(Collected data entries)
____

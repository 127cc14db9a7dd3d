//! Event dispatch
//!
//! Classifies every messaging entry of a webhook delivery and hands it to
//! the hook registered for its kind.
//!
//! # Architecture
//!
//! ```text
//! Webhook body
//!       |
//!       v
//! [Parse envelope] --> invalid JSON --> InvalidPayload
//!       |
//!       v
//! for each messaging entry, in arrival order:
//!       |
//!       v
//! [Classify] --> no discriminator --> UnrecognizedEvent (stop)
//!       |
//!       v
//! [Lookup hook] --> none --> warn + ignore
//!       |
//!       v
//! [Run hook] --> error --> Error::Hook (stop)
//! ```
//!
//! Delivery is fail-fast: the first classification or hook error ends the
//! walk and entries after it are not dispatched.

use std::sync::Arc;

use tracing::{debug, info, instrument, warn};
use uuid::Uuid;

use crate::error::{Error, Result};
use crate::webhook::classifier::classify;
use crate::webhook::events::{EventKind, IncomingEvent, WebhookEnvelope};
use crate::webhook::hooks::HookRegistry;

/// What happened to a dispatched event
#[derive(Debug, Clone, Copy, PartialEq, Eq)]
pub enum DispatchOutcome {
    /// A hook ran and succeeded
    Handled,
    /// No hook was registered for the kind
    Ignored,
}

/// Counts for one webhook delivery
#[derive(Debug, Clone, Copy, Default, PartialEq, Eq)]
pub struct ReceiveSummary {
    /// Entries a hook handled
    pub handled: usize,
    /// Entries with no registered hook
    pub ignored: usize,
}

impl ReceiveSummary {
    /// Entries processed in total
    pub fn total(&self) -> usize {
        self.handled + self.ignored
    }
}

/// Routes classified events to the hooks of a shared registry
#[derive(Debug, Clone)]
pub struct Dispatcher {
    registry: Arc<HookRegistry>,
}

impl Dispatcher {
    /// Create a dispatcher over `registry`
    pub fn new(registry: Arc<HookRegistry>) -> Self {
        Self { registry }
    }

    /// The registry this dispatcher reads from
    pub fn registry(&self) -> &Arc<HookRegistry> {
        &self.registry
    }

    /// Run the hook registered for `kind`, if any.
    ///
    /// A missing hook is not an error: deployments routinely ignore kinds
    /// they never subscribed to. A hook error is returned as [`Error::Hook`]
    /// carrying the original `anyhow::Error`.
    pub async fn dispatch(
        &self,
        kind: EventKind,
        event: &IncomingEvent,
    ) -> Result<DispatchOutcome> {
        let Some(hook) = self.registry.get(kind) else {
            warn!(kind = %kind, "Ignoring event (no hook registered)");
            return Ok(DispatchOutcome::Ignored);
        };

        hook.call(event).await.map_err(Error::hook)?;
        debug!(kind = %kind, sender = ?event.sender_id(), "Event handled");
        Ok(DispatchOutcome::Handled)
    }

    /// Classify and dispatch every messaging entry of `envelope`, front to back.
    #[instrument(
        skip_all,
        fields(delivery_id = %Uuid::new_v4(), entries = envelope.messaging_len())
    )]
    pub async fn receive(&self, envelope: WebhookEnvelope) -> Result<ReceiveSummary> {
        let mut summary = ReceiveSummary::default();

        for (index, entry) in envelope.into_messaging().enumerate() {
            let (kind, event) = classify(entry).map_err(|e| {
                warn!(index, error = %e, "Failed to classify messaging entry");
                e
            })?;

            match self.dispatch(kind, &event).await {
                Ok(DispatchOutcome::Handled) => summary.handled += 1,
                Ok(DispatchOutcome::Ignored) => summary.ignored += 1,
                Err(e) => {
                    warn!(index, kind = %kind, error = %e, "Hook failed");
                    return Err(e);
                }
            }
        }

        info!(
            handled = summary.handled,
            ignored = summary.ignored,
            "Webhook delivery processed"
        );
        Ok(summary)
    }

    /// Parse a raw webhook body and [`receive`](Self::receive) it
    pub async fn receive_bytes(&self, body: &[u8]) -> Result<ReceiveSummary> {
        let envelope = WebhookEnvelope::from_bytes(body)?;
        self.receive(envelope).await
    }
}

____

What the exercise asks —
Restate every entry word for word.

Solution —
repository 127cc14db9a7dd3d
//! Event dispatch
//!
//! Classifies every messaging entry of a webhook delivery and hands it to
//! the hook registered for its kind.
//!
//! # Architecture
//!
//! ```text
//! Webhook body
//!       |
//!       v
//! [Parse envelope] --> invalid JSON --> InvalidPayload
//!       |
//!       v
//! for each messaging entry, in arrival order:
//!       |
//!       v
//! [Classify] --> no discriminator --> UnrecognizedEvent (stop)
//!       |
//!       v
//! [Lookup hook] --> none --> warn + ignore
//!       |
//!       v
//! [Run hook] --> error --> Error::Hook (stop)
//! ```
//!
//! Delivery is fail-fast: the first classification or hook error ends the
//! walk and entries after it are not dispatched.

use std::sync::Arc;

use tracing::{debug, info, instrument, warn};
use uuid::Uuid;

use crate::error::{Error, Result};
use crate::webhook::classifier::classify;
use crate::webhook::events::{EventKind, IncomingEvent, WebhookEnvelope};
use crate::webhook::hooks::HookRegistry;

/// What happened to a dispatched event
#[derive(Debug, Clone, Copy, PartialEq, Eq)]
pub enum DispatchOutcome {
    /// A hook ran and succeeded
    Handled,
    /// No hook was registered for the kind
    Ignored,
}

/// Counts for one webhook delivery
#[derive(Debug, Clone, Copy, Default, PartialEq, Eq)]
pub struct ReceiveSummary {
    /// Entries a hook handled
    pub handled: usize,
    /// Entries with no registered hook
    pub ignored: usize,
}

impl ReceiveSummary {
    /// Entries processed in total
    pub fn total(&self) -> usize {
        self.handled + self.ignored
    }
}

/// Routes classified events to the hooks of a shared registry
#[derive(Debug, Clone)]
pub struct Dispatcher {
    registry: Arc<HookRegistry>,
}

impl Dispatcher {
    /// Create a dispatcher over `registry`
    pub fn new(registry: Arc<HookRegistry>) -> Self {
        Self { registry }
    }

    /// The registry this dispatcher reads from
    pub fn registry(&self) -> &Arc<HookRegistry> {
        &self.registry
    }

    /// Run the hook registered for `kind`, if any.
    ///
    /// A missing hook is not an error: deployments routinely ignore kinds
    /// they never subscribed to. A hook error is returned as [`Error::Hook`]
    /// carrying the original `anyhow::Error`.
    pub async fn dispatch(
        &self,
        kind: EventKind,
        event: &IncomingEvent,
    ) -> Result<DispatchOutcome> {
        let Some(hook) = self.registry.get(kind) else {
            warn!(kind = %kind, "Ignoring event (no hook registered)");
            return Ok(DispatchOutcome::Ignored);
        };

        hook.call(event).await.map_err(Error::hook)?;
        debug!(kind = %kind, sender = ?event.sender_id(), "Event handled");
        Ok(DispatchOutcome::Handled)
    }

    /// Classify and dispatch every messaging entry of `envelope`, front to back.
    #[instrument(
        skip_all,
        fields(delivery_id = %Uuid::new_v4(), entries = envelope.messaging_len())
    )]
    pub async fn receive(&self, envelope: WebhookEnvelope) -> Result<ReceiveSummary> {
        let mut summary = ReceiveSummary::default();

        for (index, entry) in envelope.into_messaging().enumerate() {
            let (kind, event) = classify(entry).map_err(|e| {
                warn!(index, error = %e, "Failed to classify messaging entry");
                e
            })?;

            match self.dispatch(kind, &event).await {
                Ok(DispatchOutcome::Handled) => summary.handled += 1,
                Ok(DispatchOutcome::Ignored) => summary.ignored += 1,
                Err(e) => {
                    warn!(index, kind = %kind, error = %e, "Hook failed");
                    return Err(e);
                }
            }
        }

        info!(
            handled = summary.handled,
            ignored = summary.ignored,
            "Webhook delivery processed"
        );
        Ok(summary)
    }

    /// Parse a raw webhook body and [`receive`](Self::receive) it
    pub async fn receive_bytes(&self, body: &[u8]) -> Result<ReceiveSummary> {
        let envelope = WebhookEnvelope::from_bytes(body)?;
        self.receive(envelope).await
    }
}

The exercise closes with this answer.